State how many lines of the records contain the string "async". Give the number alone.
------------------------
#![deny(
    unsafe_code,
    missing_docs,
    dead_code,
    unused_results,
    non_snake_case,
    unreachable_pub
)]

//! SVG rendering backend for snake tester scenes.

mod artwork;

use std::fmt::Write as _;

use anyhow::Result;
use glam::Vec2;
use snake_tester_rendering::{
    ArtworkTransform, Color, Presentation, Primitive, Rect, RenderingBackend, ARTWORK_VIEW_BOX,
    CORNER_PATH, CORNER_VIEW_BOX,
};

pub use artwork::ArtworkLibrary;

/// Rendering backend that writes presentations as standalone SVG documents.
#[derive(Debug)]
pub struct SvgBackend<'a> {
    artwork: &'a ArtworkLibrary,
}

impl<'a> SvgBackend<'a> {
    /// Creates a backend drawing head and tail artwork from the library.
    #[must_use]
    pub const fn new(artwork: &'a ArtworkLibrary) -> Self {
        Self { artwork }
    }

    fn write_primitive(&self, document: &mut String, primitive: &Primitive) -> Result<()> {
        match primitive {
            Primitive::Rect {
                rect,
                fill,
                opacity,
            } => {
                writeln!(
                    document,
                    r#"  <rect x="{}" y="{}" width="{}" height="{}"{}/>"#,
                    number(rect.position.x),
                    number(rect.position.y),
                    number(rect.size.x),
                    number(rect.size.y),
                    paint(*fill, *opacity)
                )?;
            }
            Primitive::Circle {
                center,
                radius,
                fill,
                opacity,
            } => {
                writeln!(
                    document,
                    r#"  <circle cx="{}" cy="{}" r="{}"{}/>"#,
                    number(center.x),
                    number(center.y),
                    number(*radius),
                    paint(*fill, *opacity)
                )?;
            }
            Primitive::Corner {
                rect,
                rotation,
                fill,
                opacity,
            } => {
                let half = number(CORNER_VIEW_BOX / 2.0);
                writeln!(
                    document,
                    r#"  <svg {}><path d="{CORNER_PATH}" transform="rotate({} {half} {half})"{}/></svg>"#,
                    viewport(rect, CORNER_VIEW_BOX),
                    number(*rotation),
                    paint(*fill, *opacity)
                )?;
            }
            Primitive::Artwork {
                handle,
                rect,
                transform,
                fill,
                opacity,
            } => {
                let markup = self.artwork.markup(handle)?;
                let transform = transform_attribute(*transform);
                writeln!(
                    document,
                    r#"  <svg {}{}><g{transform}>{}</g></svg>"#,
                    viewport(rect, ARTWORK_VIEW_BOX),
                    paint(*fill, *opacity),
                    inner_svg(&markup).trim()
                )?;
            }
        }
        Ok(())
    }
}

impl RenderingBackend for SvgBackend<'_> {
    type Output = String;

    fn present(&mut self, presentation: &Presentation) -> Result<Self::Output> {
        let Vec2 {
            x: width,
            y: height,
        } = presentation.view_box;
        let mut document = String::new();
        writeln!(
            document,
            r#"<svg xmlns="http://www.w3.org/2000/svg" viewBox="0 0 {0} {1}" width="{0}" height="{1}">"#,
            number(width),
            number(height)
        )?;
        for primitive in &presentation.primitives {
            self.write_primitive(&mut document, primitive)?;
        }
        document.push_str("</svg>\n");
        Ok(document)
    }
}

/// Attributes placing a nested square view box over `rect`.
fn viewport(rect: &Rect, view_box: f32) -> String {
    format!(
        r#"x="{}" y="{}" width="{}" height="{}" viewBox="0 0 {size} {size}""#,
        number(rect.position.x),
        number(rect.position.y),
        number(rect.size.x),
        number(rect.size.y),
        size = number(view_box)
    )
}

fn paint(fill: Color, opacity: f32) -> String {
    if opacity >= 1.0 {
        format!(r#" fill="{}""#, fill.to_hex())
    } else {
        format!(r#" fill="{}" opacity="{}""#, fill.to_hex(), number(opacity))
    }
}

fn transform_attribute(transform: ArtworkTransform) -> String {
    let mirror = format!("scale(-1,1) translate(-{},0)", number(ARTWORK_VIEW_BOX));
    let half = number(ARTWORK_VIEW_BOX / 2.0);
    match transform {
        ArtworkTransform::Identity => String::new(),
        ArtworkTransform::Mirror => format!(r#" transform="{mirror}""#),
        ArtworkTransform::Rotate(degrees) => {
            format!(r#" transform="rotate({} {half} {half})""#, number(degrees))
        }
        ArtworkTransform::MirrorRotate(degrees) => format!(
            r#" transform="{mirror} rotate({} {half} {half})""#,
            number(degrees)
        ),
    }
}

/// Content of the outermost `<svg>` element, or the whole text when there is none.
fn inner_svg(markup: &str) -> &str {
    let Some(open) = markup.find("<svg") else {
        return markup;
    };
    let Some(start) = markup[open..].find('>').map(|end| open + end + 1) else {
        return markup;
    };
    if markup[..start].ends_with("/>") {
        return "";
    }
    let end = markup.rfind("</svg>").filter(|&end| end >= start);
    end.map_or(&markup[start..], |end| &markup[start..end])
}

/// Formats a coordinate with at most two decimals.
fn number(value: f32) -> String {
    let rounded = (value * 100.0).round() / 100.0;
    let text = format!("{rounded:.2}");
    let text = text.trim_end_matches('0').trim_end_matches('.');
    if text == "-0" {
        "0".to_owned()
    } else {
        text.to_owned()
    }
}
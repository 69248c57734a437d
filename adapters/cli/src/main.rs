#![deny(
    unsafe_code,
    missing_docs,
    dead_code,
    unused_results,
    non_snake_case,
    unreachable_pub
)]

//! Command-line adapter that runs snake test suites and renders their frames.

mod config;
mod report;

use std::{fs, path::PathBuf, process::ExitCode};

use anyhow::{bail, Context, Result};
use clap::{Args, Parser, Subcommand};
use snake_tester_rendering::RenderingBackend;
use snake_tester_rendering_svg::{ArtworkLibrary, SvgBackend};
use snake_tester_suite::{query, TestSuite};
use snake_tester_system_board_render::render;
use snake_tester_system_evaluator::{Evaluator, EvaluatorConfig};
use tracing::{debug, info};

use crate::{config::TesterConfig, report::RunReport};

#[derive(Parser, Debug)]
#[command(
    name = "snake-tester",
    about = "Replays recorded board positions against a snake server"
)]
struct Cli {
    /// Configuration file; `tester.toml` in the working directory when omitted.
    #[arg(long, global = true)]
    config: Option<PathBuf>,

    #[command(subcommand)]
    command: Command,
}

#[derive(Subcommand, Debug)]
enum Command {
    /// Ask the snake server for a move on every selected test.
    Run(RunArgs),
    /// Write one frame of a test as an SVG document.
    Render(RenderArgs),
}

#[derive(Args, Debug)]
struct RunArgs {
    /// Test suite JSON file.
    #[arg(long)]
    suite: PathBuf,

    /// Snake server base URL, overriding the configured one.
    #[arg(long)]
    server: Option<String>,

    /// Only run the tests with these ids.
    #[arg(long = "test")]
    tests: Vec<String>,
}

#[derive(Args, Debug)]
struct RenderArgs {
    /// Test suite JSON file.
    #[arg(long)]
    suite: PathBuf,

    /// Id of the test to draw.
    #[arg(long)]
    test: String,

    /// Turn to draw; the tested turn when omitted.
    #[arg(long)]
    turn: Option<u32>,

    /// Snake id drawn on top of the others.
    #[arg(long)]
    highlight: Option<String>,

    /// Output SVG path.
    #[arg(long)]
    out: PathBuf,
}

#[tokio::main]
async fn main() -> Result<ExitCode> {
    let env_filter = tracing_subscriber::EnvFilter::try_from_default_env()
        .unwrap_or_else(|_| tracing_subscriber::EnvFilter::new("info"));
    tracing_subscriber::fmt()
        .with_env_filter(env_filter)
        .with_target(false)
        .init();

    let cli = Cli::parse();
    let config = TesterConfig::load(cli.config.as_deref())?;
    debug!(?config, "loaded configuration");

    match cli.command {
        Command::Run(args) => run(args, &config).await,
        Command::Render(args) => render_frame(args, &config),
    }
}

async fn run(args: RunArgs, config: &TesterConfig) -> Result<ExitCode> {
    let suite = TestSuite::from_path(&args.suite)?;
    let selected = if args.tests.is_empty() {
        suite.iter().collect::<Vec<_>>()
    } else {
        args.tests
            .iter()
            .map(|id| {
                query::test_by_id(&suite, id)
                    .with_context(|| format!("test {id} not found in {}", args.suite.display()))
            })
            .collect::<Result<Vec<_>>>()?
    };

    let server = args.server.as_deref().unwrap_or(&config.server);
    let evaluator = Evaluator::new(
        &EvaluatorConfig::new(server).with_request_timeout(config.request_timeout()),
    )?;
    info!(
        server = evaluator.move_url(),
        tests = selected.len(),
        "evaluating suite"
    );

    let outcomes = evaluator.evaluate_all(selected.iter().copied()).await;
    let report = RunReport::new(
        selected
            .iter()
            .map(|test| test.id.as_str())
            .zip(&outcomes),
    );
    for line in report.lines() {
        println!("{line}");
    }
    println!("{}", report.summary());

    Ok(report.exit_code())
}

fn render_frame(args: RenderArgs, config: &TesterConfig) -> Result<ExitCode> {
    let suite = TestSuite::from_path(&args.suite)?;
    let Some(test) = query::test_by_id(&suite, &args.test) else {
        bail!("test {} not found in {}", args.test, args.suite.display());
    };
    let turn = args.turn.unwrap_or(test.frame_to_test);
    let frame = query::frame_at_turn(test, turn)
        .with_context(|| format!("test {} has no frame for turn {turn}", test.id))?;

    let manifest = config
        .assets
        .clone()
        .unwrap_or_else(ArtworkLibrary::default_manifest_path);
    let library = ArtworkLibrary::from_manifest_path(&manifest)?;
    let palette = config.palette.to_palette()?;

    let scene = render(
        frame,
        test.game.dimensions(),
        args.highlight.as_deref(),
        &palette,
        &library,
    )
    .with_context(|| format!("failed to render turn {turn} of test {}", test.id))?;
    let document = SvgBackend::new(&library).present(&scene.to_presentation())?;

    fs::write(&args.out, document)
        .with_context(|| format!("failed to write {}", args.out.display()))?;
    info!(test = %test.id, turn, out = %args.out.display(), "rendered frame");
    Ok(ExitCode::SUCCESS)
}
//! Payloads exchanged with a snake server.

use serde::{Deserialize, Serialize};
use snake_tester_core::{Coordinate, Ruleset, Snake, TestCase};
use snake_tester_suite::query;

use crate::EvaluationError;

/// Body posted to the `/move` endpoint.
#[derive(Clone, Debug, PartialEq, Serialize)]
pub struct MoveRequest {
    /// Board state of the tested turn.
    pub board: BoardRequest,
    /// Game settings.
    pub game: GameRequest,
    /// Turn number of the tested frame.
    pub turn: u32,
    /// The snake asked to move.
    pub you: SnakeRequest,
}

/// Board section of a [`MoveRequest`].
#[derive(Clone, Debug, PartialEq, Serialize)]
pub struct BoardRequest {
    /// Cells holding food.
    pub food: Vec<Coordinate>,
    /// Snakes still in the game.
    pub snakes: Vec<SnakeRequest>,
    /// Board width in cells.
    pub width: u32,
    /// Board height in cells.
    pub height: u32,
    /// Cells holding hazards.
    pub hazards: Vec<Coordinate>,
}

/// Game section of a [`MoveRequest`].
#[derive(Clone, Debug, PartialEq, Serialize)]
pub struct GameRequest {
    /// Engine identifier of the game.
    pub id: String,
    /// Ruleset the game is played with.
    pub ruleset: Ruleset,
    /// Move timeout in milliseconds.
    pub timeout: u32,
}

/// Snake as seen by the snake server.
#[derive(Clone, Debug, PartialEq, Serialize)]
pub struct SnakeRequest {
    /// Engine identifier.
    pub id: String,
    /// Display name.
    pub name: String,
    /// Remaining health.
    pub health: u32,
    /// Body cells, head first.
    pub body: Vec<Coordinate>,
    /// Last response latency in milliseconds.
    pub latency: u64,
    /// First body cell.
    pub head: Coordinate,
    /// Number of body entries.
    pub length: usize,
    /// Last shout.
    pub shout: String,
    /// Squad name.
    pub squad: String,
}

impl SnakeRequest {
    /// Converts a recorded snake; its body must not be empty.
    pub fn from_snake(snake: &Snake) -> Result<Self, EvaluationError> {
        let head = snake.head().ok_or_else(|| EvaluationError::EmptyBody {
            snake: snake.id.clone(),
        })?;

        Ok(Self {
            id: snake.id.clone(),
            name: snake.name.clone(),
            health: snake.health,
            body: snake.body.clone(),
            latency: parse_latency(&snake.latency),
            head,
            length: snake.length(),
            shout: snake.shout.clone(),
            squad: snake.squad.clone(),
        })
    }
}

/// Answer returned by the `/move` endpoint.
#[derive(Clone, Debug, PartialEq, Eq, Deserialize)]
pub struct MoveResponse {
    /// Chosen move in lower case, e.g. `up`.
    #[serde(rename = "move")]
    pub direction: String,
    /// Optional message shouted by the snake.
    #[serde(default)]
    pub shout: Option<String>,
}

/// Builds the request asking the tested snake for its move.
///
/// Eliminated snakes are left off the board, and an eliminated tested snake
/// is reported as [`EvaluationError::Eliminated`] so no request is sent.
pub fn build_request(test: &TestCase) -> Result<MoveRequest, EvaluationError> {
    let frame = query::tested_frame(test).ok_or(EvaluationError::FrameNotFound {
        turn: test.frame_to_test,
    })?;
    let tested = query::tested_snake(test, frame).ok_or(EvaluationError::SnakeNotFound {
        index: test.snake_to_test,
    })?;
    if tested.is_eliminated() {
        return Err(EvaluationError::Eliminated {
            snake: tested.id.clone(),
        });
    }

    let snakes = frame
        .snakes
        .iter()
        .filter(|snake| !snake.is_eliminated())
        .map(SnakeRequest::from_snake)
        .collect::<Result<Vec<_>, _>>()?;

    Ok(MoveRequest {
        board: BoardRequest {
            food: frame.food.clone(),
            snakes,
            width: test.game.width,
            height: test.game.height,
            hazards: frame.hazards.clone(),
        },
        game: GameRequest {
            id: test.game.id.clone(),
            ruleset: test.game.ruleset.clone(),
            timeout: test.game.timeout,
        },
        turn: frame.turn,
        you: SnakeRequest::from_snake(tested)?,
    })
}

/// Engine latencies are recorded as text; anything non-numeric counts as 0.
fn parse_latency(latency: &str) -> u64 {
    latency.trim().parse().unwrap_or(0)
}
------------------------
*RESULT*
2